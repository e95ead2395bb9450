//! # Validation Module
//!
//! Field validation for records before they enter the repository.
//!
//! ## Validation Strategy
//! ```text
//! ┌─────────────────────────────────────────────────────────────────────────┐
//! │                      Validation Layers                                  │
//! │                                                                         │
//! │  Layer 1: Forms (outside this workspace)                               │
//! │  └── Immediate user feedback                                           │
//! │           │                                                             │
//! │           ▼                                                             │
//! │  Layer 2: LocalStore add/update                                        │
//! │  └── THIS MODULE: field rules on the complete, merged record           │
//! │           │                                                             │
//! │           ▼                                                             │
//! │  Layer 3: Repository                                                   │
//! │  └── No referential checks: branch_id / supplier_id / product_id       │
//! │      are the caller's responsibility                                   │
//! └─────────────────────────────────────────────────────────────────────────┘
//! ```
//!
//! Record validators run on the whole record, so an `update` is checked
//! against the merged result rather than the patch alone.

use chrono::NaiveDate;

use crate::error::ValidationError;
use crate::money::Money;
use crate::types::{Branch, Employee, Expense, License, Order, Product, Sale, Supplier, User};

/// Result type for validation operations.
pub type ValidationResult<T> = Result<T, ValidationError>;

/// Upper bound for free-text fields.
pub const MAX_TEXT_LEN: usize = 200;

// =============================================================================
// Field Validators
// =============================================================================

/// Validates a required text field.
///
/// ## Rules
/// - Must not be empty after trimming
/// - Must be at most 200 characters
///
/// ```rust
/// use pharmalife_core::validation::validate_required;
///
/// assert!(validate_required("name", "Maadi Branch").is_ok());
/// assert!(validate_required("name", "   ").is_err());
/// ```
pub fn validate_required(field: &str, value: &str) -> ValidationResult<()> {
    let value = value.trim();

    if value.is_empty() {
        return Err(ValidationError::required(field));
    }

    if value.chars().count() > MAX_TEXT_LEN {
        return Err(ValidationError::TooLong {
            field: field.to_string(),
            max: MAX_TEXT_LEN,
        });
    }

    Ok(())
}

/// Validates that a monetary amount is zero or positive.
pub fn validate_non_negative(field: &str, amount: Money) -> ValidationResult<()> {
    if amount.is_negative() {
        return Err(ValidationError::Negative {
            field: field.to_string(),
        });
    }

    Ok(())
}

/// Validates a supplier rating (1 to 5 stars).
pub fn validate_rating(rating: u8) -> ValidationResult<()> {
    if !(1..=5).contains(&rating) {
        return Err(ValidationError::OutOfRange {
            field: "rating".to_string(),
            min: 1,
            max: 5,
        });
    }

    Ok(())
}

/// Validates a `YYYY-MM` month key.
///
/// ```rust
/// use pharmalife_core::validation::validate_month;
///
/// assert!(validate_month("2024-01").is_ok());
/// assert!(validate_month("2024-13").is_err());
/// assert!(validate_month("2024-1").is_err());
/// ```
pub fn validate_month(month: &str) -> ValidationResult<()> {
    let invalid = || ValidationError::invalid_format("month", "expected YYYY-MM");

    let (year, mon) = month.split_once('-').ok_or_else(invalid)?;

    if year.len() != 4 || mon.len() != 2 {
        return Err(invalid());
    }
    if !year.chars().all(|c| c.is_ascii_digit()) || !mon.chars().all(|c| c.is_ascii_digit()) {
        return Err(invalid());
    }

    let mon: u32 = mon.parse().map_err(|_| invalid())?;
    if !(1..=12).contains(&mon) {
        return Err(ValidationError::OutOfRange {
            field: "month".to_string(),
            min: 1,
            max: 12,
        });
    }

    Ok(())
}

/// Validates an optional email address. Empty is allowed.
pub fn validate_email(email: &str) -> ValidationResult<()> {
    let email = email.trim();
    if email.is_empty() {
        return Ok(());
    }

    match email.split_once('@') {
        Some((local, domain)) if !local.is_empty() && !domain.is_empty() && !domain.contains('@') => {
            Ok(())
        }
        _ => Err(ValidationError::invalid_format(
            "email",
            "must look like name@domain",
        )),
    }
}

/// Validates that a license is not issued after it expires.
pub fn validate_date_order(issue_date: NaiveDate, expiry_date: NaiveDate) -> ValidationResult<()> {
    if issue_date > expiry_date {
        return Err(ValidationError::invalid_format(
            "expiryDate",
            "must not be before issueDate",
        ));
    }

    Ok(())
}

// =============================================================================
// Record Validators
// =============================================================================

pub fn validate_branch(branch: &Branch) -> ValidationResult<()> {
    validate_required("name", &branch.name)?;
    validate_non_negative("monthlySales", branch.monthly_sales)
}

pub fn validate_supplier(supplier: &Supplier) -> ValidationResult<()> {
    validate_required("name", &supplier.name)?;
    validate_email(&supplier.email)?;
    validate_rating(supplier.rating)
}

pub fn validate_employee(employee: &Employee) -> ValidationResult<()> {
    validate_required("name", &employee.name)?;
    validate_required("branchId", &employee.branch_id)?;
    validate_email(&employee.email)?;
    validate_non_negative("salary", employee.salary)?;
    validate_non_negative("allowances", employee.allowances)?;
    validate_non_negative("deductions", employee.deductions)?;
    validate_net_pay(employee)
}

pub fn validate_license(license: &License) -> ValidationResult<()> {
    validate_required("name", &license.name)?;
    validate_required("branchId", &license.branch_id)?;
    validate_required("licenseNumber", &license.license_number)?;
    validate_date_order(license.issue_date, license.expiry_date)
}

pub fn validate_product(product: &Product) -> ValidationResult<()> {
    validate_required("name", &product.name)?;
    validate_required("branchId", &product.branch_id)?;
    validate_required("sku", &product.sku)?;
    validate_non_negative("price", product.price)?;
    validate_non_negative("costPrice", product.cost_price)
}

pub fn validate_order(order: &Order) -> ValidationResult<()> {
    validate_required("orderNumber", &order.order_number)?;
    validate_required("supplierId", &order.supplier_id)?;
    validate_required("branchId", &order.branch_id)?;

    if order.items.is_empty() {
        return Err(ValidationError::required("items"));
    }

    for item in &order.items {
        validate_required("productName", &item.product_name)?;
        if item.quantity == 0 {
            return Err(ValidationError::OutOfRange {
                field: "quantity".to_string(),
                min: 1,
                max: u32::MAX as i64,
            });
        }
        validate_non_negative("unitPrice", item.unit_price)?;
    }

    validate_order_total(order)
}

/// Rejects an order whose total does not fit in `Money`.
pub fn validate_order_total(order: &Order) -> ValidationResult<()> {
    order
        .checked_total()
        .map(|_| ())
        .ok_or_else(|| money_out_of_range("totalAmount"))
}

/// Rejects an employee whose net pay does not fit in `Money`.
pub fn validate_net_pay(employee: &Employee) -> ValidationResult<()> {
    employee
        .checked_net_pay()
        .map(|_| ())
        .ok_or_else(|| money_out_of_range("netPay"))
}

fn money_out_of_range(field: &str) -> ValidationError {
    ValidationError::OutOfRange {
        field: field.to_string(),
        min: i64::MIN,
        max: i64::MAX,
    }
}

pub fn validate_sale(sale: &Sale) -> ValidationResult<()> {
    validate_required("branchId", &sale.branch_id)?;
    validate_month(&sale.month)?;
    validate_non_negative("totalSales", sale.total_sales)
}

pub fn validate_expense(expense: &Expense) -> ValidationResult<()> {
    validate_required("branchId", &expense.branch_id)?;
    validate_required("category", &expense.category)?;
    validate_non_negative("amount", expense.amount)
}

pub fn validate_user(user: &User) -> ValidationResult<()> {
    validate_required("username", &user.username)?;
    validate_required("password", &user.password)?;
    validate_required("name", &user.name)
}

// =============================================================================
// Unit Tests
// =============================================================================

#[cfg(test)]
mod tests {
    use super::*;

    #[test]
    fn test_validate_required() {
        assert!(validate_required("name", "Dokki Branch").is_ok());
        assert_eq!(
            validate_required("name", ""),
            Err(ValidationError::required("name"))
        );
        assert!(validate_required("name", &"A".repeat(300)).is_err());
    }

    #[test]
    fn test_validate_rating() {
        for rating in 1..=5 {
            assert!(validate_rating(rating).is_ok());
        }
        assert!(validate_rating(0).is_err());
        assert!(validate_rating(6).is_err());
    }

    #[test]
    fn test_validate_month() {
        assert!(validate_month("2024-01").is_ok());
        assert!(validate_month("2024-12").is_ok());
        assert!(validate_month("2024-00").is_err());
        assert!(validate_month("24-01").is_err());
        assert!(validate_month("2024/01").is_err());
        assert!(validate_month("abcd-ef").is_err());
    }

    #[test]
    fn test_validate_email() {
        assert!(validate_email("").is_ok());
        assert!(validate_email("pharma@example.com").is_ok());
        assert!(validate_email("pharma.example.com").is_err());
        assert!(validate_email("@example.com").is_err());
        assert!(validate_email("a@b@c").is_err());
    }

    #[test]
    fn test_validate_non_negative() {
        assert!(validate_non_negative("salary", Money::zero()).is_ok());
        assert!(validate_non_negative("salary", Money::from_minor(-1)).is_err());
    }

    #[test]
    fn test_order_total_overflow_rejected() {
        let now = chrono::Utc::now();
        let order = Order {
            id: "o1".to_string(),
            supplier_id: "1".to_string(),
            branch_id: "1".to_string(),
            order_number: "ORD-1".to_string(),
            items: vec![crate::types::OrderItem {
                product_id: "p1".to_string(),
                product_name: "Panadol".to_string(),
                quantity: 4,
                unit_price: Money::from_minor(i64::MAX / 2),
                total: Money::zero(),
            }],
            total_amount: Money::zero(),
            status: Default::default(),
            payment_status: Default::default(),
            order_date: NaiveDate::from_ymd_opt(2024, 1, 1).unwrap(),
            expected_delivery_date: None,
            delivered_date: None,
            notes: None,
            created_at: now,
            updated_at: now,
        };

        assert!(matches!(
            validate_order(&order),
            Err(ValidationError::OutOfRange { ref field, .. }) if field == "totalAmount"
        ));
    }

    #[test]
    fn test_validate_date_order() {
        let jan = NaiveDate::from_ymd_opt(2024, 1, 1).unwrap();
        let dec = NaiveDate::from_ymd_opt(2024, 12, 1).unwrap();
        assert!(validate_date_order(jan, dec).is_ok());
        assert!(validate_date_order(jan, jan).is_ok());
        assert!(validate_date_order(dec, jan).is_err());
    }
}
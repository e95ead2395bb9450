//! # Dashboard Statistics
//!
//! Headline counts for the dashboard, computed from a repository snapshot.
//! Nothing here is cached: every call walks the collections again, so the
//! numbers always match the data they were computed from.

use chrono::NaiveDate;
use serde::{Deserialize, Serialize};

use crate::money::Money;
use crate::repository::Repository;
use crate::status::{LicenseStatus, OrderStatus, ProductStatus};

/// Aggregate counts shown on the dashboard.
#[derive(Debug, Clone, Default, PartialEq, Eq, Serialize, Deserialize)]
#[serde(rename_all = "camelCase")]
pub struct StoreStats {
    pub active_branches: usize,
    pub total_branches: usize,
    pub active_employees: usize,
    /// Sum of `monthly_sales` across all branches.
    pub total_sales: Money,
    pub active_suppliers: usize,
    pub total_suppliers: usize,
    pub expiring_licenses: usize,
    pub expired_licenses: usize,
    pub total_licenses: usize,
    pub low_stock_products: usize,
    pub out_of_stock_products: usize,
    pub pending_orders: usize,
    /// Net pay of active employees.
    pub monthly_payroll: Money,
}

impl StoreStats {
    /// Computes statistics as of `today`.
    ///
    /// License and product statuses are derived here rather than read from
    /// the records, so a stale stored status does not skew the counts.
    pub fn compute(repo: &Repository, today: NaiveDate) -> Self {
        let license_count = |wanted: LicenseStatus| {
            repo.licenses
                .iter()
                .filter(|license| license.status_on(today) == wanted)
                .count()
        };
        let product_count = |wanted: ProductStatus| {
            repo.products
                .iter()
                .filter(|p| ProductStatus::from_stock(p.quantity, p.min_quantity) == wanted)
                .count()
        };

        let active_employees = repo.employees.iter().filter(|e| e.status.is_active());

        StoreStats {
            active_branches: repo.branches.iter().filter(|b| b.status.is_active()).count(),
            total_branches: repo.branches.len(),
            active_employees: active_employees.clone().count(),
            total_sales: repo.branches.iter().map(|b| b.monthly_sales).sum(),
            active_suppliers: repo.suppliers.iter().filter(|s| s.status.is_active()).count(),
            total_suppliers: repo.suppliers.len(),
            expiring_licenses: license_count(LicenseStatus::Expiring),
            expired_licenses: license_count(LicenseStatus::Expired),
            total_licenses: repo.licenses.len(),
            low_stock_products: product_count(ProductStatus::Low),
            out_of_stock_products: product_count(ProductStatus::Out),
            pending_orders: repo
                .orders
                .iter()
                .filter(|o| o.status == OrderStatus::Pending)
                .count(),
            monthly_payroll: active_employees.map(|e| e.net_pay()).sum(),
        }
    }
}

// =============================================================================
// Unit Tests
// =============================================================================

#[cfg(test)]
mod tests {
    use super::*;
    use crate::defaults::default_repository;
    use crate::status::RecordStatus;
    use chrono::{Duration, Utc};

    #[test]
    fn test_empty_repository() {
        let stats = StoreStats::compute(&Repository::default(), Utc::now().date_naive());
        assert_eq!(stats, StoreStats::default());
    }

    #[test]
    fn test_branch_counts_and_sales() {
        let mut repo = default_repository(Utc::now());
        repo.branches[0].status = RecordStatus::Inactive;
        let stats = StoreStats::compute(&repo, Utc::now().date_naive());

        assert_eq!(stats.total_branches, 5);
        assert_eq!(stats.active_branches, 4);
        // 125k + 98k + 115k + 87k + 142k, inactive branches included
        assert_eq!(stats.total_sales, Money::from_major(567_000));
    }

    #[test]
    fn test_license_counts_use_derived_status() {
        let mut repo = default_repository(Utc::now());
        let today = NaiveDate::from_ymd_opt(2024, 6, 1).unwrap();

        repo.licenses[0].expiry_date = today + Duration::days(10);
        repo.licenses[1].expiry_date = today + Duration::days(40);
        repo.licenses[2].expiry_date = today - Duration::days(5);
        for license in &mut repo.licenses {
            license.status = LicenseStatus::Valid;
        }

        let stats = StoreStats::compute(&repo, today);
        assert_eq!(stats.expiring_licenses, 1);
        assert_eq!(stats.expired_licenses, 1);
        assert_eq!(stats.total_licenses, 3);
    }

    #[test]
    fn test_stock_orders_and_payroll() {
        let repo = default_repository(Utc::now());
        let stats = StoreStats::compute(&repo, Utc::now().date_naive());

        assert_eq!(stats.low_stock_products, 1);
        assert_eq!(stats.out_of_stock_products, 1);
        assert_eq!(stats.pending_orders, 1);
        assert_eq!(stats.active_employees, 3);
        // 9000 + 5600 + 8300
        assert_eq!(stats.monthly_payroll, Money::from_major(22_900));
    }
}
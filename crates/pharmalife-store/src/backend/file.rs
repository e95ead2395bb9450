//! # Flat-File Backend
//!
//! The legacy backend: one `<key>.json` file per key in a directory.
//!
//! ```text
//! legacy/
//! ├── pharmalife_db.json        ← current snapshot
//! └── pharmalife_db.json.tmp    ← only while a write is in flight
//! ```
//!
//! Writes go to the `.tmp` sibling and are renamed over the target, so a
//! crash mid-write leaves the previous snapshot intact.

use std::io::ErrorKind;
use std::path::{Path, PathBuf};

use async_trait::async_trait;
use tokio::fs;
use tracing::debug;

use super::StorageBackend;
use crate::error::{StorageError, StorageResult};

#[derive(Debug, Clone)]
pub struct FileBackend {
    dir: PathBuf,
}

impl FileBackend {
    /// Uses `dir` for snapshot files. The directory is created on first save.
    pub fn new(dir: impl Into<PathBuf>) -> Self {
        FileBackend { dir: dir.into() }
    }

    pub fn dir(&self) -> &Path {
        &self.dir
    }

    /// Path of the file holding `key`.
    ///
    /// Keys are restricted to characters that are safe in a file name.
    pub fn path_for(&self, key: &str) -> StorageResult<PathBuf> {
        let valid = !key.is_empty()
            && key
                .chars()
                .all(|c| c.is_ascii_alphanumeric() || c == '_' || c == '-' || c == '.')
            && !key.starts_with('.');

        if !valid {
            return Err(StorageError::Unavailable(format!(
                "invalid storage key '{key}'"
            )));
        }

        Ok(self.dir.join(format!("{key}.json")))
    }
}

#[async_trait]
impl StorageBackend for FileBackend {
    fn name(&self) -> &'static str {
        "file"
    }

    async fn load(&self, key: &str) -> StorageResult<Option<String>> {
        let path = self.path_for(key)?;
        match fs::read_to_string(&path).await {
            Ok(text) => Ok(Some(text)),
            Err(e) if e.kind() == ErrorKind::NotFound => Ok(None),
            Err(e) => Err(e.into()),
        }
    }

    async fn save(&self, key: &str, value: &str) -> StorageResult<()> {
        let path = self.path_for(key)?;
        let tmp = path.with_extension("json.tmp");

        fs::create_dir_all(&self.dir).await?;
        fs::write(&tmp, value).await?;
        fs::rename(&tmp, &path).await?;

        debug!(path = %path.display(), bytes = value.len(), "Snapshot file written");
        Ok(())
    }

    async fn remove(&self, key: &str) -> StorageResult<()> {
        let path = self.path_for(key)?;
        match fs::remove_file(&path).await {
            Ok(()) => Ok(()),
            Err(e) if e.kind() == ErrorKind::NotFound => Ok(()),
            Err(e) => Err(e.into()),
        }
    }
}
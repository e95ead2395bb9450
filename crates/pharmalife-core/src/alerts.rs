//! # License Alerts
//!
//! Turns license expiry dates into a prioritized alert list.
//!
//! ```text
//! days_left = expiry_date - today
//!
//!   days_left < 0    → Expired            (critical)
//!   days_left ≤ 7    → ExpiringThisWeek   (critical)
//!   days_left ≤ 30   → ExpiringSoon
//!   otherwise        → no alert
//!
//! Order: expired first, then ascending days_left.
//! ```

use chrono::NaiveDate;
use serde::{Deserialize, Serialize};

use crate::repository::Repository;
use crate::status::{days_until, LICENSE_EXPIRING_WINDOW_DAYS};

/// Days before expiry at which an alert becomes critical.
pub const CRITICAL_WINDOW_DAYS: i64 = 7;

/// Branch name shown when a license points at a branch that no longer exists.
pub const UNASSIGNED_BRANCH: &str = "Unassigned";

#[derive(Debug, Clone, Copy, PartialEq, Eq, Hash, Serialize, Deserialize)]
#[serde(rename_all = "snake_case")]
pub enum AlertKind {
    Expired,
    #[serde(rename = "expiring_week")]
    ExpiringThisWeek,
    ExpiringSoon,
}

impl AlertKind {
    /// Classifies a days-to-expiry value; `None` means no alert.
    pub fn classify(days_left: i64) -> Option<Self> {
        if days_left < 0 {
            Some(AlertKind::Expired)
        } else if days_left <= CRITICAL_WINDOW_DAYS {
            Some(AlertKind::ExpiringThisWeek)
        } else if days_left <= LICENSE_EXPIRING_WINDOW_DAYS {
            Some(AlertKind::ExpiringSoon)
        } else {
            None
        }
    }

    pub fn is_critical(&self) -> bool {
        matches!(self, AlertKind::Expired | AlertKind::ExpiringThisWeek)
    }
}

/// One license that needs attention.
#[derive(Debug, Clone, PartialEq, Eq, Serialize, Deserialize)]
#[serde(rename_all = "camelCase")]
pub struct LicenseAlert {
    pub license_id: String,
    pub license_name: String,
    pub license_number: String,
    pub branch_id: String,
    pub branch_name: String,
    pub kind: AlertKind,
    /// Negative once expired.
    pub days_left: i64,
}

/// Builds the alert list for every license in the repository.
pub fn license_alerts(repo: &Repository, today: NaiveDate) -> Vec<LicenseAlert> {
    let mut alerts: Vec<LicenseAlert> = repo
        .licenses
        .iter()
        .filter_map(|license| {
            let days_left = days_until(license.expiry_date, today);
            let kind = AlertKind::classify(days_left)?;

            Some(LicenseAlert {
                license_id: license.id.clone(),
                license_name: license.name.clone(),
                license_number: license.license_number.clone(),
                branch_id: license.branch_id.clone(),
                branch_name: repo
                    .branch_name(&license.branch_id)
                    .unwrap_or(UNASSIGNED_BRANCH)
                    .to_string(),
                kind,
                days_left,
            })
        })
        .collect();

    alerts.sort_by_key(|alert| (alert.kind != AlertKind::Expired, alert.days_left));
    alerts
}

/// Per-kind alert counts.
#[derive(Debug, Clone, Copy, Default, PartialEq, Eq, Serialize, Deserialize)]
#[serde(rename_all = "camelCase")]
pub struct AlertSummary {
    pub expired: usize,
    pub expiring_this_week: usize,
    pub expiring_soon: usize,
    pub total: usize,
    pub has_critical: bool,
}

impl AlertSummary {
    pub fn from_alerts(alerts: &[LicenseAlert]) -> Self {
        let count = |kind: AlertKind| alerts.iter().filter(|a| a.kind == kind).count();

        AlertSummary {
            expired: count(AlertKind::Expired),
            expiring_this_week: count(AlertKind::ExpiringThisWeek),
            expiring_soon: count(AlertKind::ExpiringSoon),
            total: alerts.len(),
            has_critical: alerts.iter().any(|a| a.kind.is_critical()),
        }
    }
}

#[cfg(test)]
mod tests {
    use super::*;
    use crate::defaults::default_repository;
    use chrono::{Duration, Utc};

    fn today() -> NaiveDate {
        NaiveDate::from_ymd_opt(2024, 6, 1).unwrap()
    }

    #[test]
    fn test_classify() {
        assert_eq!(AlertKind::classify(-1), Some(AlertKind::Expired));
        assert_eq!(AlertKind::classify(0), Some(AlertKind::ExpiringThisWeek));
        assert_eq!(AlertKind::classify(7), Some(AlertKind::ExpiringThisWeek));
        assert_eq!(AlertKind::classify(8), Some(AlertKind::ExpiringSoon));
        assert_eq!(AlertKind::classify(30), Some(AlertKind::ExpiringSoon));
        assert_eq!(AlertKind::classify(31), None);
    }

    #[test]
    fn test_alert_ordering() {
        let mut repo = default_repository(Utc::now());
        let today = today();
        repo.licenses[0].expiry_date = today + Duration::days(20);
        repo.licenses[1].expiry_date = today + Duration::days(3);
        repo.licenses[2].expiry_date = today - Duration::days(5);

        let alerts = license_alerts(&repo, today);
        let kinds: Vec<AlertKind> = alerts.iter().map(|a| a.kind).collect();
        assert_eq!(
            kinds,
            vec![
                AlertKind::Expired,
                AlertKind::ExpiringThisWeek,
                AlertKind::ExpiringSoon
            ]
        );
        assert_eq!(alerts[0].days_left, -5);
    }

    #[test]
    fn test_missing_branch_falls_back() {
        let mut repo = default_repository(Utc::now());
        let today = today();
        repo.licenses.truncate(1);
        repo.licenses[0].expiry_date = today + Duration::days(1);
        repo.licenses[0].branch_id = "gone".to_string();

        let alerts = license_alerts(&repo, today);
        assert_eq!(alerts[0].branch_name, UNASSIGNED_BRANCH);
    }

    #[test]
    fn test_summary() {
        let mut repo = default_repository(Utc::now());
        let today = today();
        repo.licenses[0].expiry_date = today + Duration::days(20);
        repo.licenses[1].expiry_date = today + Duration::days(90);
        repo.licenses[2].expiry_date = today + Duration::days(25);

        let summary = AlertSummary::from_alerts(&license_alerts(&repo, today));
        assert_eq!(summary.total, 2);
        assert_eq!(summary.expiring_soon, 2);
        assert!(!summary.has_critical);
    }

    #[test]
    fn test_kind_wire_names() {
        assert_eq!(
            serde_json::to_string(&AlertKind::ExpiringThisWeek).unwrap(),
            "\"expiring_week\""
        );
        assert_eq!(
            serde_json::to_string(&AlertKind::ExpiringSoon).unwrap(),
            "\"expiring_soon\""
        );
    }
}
::::
Show a copy of each line from the data that includes the word "items".

EXERCISE ANSWER:
    if order.items.is_empty() {
        return Err(ValidationError::required("items"));
    for item in &order.items {
            items: vec![crate::types::OrderItem {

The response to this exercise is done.